Park

The park operation allows an application to send a session to a special address where it will be held until unparked. From the point of view of the application, this looks much like a transfer. To the party on the other end of the connection, this resembles being put on hold.

The difference between park and transfer is that the parked address is not a connection point for the session, and the session does not alert or time out. The difference between park and hold is that once park operation completes, the session is no longer associated with the application's address.

Two forms of parking a session are provided: directed park and nondirected park. In directed call park, the application specifies the destination address where the call is to be parked. With nondirected park, the service provider or underlying hardware determines the address and returns it to the application.

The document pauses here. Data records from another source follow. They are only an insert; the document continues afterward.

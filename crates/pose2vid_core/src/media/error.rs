//! Error types for media probing and encoding.

use std::io;
use std::path::PathBuf;

use thiserror::Error;

use super::probe::VideoProperties;

#[derive(Error, Debug)]
pub enum MediaError {
    /// The source video does not exist.
    #[error("Input video not found: {0}")]
    InputNotFound(PathBuf),

    /// The tool could not be started at all.
    #[error("Failed to run {tool}: {source}")]
    ToolUnavailable {
        tool: String,
        #[source]
        source: io::Error,
    },

    /// The tool ran and exited unsuccessfully.
    #[error("{tool} failed with exit code {exit_code}: {message}")]
    CommandFailed {
        tool: String,
        exit_code: i32,
        message: String,
    },

    /// The file could not be opened or read as a video.
    #[error("Cannot probe {path}: {message}")]
    ProbeFailed { path: PathBuf, message: String },

    #[error("No video stream in {0}")]
    NoVideoStream(PathBuf),

    /// Output frame geometry differs from the source.
    #[error("{path} does not match its source: expected {expected}, got {actual}")]
    GeometryMismatch {
        path: PathBuf,
        expected: VideoProperties,
        actual: VideoProperties,
    },

    #[error("I/O error in {operation}: {source}")]
    Io {
        operation: String,
        #[source]
        source: io::Error,
    },
}

impl MediaError {
    pub fn io(operation: impl Into<String>, source: io::Error) -> Self {
        Self::Io {
            operation: operation.into(),
            source,
        }
    }
}

pub type MediaResult<T> = Result<T, MediaError>;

A parked session typically enters the idle state after it has been successfully parked, and the application should then release the resources associated with it. See Terminate a Session for a summary of how to do this.

If the application unparks the session, new session resources are allocated even if the application has returned the previous pointers, so failure to do proper releases can result in a variety of problems.

Some service providers can remind the user after a session has been parked for some long amount of time. The application sees an offering call with a call reason set to reminder.

Not all service providers support use of this operation.

TAPI 2.x: See linePark, lineUnpark.

TAPI 3: See ITBasicCallControl::ParkDirect, ITBasicCallControl::ParkIndirect, ITBasicCallControl::Unpark.